(Exercise input Opens)

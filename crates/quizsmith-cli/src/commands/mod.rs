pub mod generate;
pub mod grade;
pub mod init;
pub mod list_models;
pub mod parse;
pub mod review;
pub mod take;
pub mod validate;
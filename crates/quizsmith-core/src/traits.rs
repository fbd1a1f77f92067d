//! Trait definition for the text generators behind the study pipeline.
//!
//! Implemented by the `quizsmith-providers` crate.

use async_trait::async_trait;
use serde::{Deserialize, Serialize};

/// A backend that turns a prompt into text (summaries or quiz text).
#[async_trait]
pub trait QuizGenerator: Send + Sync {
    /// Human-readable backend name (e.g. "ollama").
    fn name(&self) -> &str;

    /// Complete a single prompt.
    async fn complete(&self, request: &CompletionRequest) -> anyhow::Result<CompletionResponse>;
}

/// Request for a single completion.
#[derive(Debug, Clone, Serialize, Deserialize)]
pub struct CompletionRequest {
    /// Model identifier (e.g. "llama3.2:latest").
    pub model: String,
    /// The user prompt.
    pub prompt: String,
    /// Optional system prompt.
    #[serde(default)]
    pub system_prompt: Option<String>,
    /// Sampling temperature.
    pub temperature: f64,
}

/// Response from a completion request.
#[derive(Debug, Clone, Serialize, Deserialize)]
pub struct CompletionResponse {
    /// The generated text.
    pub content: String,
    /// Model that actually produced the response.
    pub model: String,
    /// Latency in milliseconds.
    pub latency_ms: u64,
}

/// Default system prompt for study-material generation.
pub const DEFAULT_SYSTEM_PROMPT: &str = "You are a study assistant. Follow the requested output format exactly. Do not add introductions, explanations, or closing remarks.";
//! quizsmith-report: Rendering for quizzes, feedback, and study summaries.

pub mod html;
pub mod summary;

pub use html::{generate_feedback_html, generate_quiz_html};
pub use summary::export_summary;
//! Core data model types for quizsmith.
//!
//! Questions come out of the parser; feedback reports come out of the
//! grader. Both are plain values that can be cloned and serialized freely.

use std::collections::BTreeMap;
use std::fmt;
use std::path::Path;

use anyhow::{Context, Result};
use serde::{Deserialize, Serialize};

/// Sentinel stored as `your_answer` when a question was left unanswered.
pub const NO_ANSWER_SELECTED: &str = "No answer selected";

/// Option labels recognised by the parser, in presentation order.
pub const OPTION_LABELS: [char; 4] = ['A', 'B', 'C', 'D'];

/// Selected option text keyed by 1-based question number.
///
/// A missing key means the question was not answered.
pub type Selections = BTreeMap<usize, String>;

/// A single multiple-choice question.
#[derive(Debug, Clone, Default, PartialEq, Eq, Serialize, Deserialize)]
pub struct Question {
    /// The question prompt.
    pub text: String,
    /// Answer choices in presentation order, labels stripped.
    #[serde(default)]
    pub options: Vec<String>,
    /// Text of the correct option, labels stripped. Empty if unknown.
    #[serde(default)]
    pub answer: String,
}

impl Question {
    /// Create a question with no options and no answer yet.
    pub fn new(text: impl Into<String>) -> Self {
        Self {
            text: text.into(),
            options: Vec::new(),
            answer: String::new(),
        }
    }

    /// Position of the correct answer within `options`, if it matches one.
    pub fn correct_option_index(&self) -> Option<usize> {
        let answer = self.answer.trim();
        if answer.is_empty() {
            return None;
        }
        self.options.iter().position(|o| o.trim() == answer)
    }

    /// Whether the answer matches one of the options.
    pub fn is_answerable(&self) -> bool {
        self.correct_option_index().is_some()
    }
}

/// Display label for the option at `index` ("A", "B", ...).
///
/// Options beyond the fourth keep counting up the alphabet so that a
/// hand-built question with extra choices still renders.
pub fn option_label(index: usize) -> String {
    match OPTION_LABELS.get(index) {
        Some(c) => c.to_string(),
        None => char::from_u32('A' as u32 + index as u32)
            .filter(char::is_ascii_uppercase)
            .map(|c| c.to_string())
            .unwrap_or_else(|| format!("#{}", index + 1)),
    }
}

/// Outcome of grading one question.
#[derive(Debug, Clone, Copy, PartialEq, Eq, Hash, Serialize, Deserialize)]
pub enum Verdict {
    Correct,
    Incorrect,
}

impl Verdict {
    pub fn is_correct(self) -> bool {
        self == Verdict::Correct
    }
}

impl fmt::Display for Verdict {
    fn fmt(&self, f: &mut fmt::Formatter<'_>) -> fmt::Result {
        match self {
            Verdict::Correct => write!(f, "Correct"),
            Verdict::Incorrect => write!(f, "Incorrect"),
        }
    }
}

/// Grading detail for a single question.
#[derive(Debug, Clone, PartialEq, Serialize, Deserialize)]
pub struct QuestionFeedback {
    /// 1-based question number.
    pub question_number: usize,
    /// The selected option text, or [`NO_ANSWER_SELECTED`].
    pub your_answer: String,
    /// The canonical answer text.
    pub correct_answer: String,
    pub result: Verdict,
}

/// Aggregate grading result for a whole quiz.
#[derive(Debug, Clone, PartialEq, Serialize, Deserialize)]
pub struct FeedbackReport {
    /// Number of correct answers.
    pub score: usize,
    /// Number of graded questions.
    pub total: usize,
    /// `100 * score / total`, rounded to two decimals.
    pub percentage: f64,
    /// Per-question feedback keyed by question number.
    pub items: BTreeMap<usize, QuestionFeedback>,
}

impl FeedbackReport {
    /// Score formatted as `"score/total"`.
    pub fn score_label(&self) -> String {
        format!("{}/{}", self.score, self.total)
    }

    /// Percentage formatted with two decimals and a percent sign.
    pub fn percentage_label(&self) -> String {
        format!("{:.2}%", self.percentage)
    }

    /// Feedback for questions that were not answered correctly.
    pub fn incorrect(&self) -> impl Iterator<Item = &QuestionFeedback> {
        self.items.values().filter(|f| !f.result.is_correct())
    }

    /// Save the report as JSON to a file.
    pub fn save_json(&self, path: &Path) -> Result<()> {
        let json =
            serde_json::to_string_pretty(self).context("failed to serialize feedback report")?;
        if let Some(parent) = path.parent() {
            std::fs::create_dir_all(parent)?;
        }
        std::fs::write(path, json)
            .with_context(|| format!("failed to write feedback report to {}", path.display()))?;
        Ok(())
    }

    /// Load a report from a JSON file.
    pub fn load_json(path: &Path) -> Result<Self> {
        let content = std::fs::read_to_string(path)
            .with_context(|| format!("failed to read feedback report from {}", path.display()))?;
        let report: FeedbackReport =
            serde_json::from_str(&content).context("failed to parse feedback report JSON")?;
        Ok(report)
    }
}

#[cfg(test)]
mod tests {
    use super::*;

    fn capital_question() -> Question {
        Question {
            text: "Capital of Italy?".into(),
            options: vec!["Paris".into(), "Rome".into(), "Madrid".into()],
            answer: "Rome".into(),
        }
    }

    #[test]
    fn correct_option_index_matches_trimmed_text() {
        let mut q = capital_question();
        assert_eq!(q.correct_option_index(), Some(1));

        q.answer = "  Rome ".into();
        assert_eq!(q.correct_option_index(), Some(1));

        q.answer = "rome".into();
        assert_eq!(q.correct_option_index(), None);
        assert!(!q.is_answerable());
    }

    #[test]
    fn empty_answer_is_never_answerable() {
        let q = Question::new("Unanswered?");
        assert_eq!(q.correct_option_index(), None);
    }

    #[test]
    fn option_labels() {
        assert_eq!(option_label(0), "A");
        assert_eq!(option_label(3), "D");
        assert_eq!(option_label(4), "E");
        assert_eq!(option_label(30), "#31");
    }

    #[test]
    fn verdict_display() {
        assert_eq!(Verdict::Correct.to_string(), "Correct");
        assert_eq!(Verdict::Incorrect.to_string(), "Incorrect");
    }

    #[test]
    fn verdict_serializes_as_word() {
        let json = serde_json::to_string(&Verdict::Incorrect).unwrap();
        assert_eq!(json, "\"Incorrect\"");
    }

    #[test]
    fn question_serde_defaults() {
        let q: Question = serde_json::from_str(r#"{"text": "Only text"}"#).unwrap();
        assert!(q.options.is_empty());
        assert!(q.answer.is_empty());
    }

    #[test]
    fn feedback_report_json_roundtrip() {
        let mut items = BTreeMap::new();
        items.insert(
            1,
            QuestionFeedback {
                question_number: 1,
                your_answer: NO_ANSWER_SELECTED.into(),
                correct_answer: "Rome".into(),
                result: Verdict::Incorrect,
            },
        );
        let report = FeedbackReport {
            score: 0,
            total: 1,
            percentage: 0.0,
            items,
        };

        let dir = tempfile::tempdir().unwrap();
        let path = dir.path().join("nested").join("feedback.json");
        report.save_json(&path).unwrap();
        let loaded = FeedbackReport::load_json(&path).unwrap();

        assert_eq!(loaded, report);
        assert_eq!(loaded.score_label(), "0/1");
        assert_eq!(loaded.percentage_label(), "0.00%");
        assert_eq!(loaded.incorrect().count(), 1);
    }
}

(Exercise input Closes)

Work instruction -
Lines that contain "crates" should be pulled from the entries above and reported.

Exercise solution -
filename crates/quizsmith-cli/src/commands/mod.rs
filename crates/quizsmith-core/src/traits.rs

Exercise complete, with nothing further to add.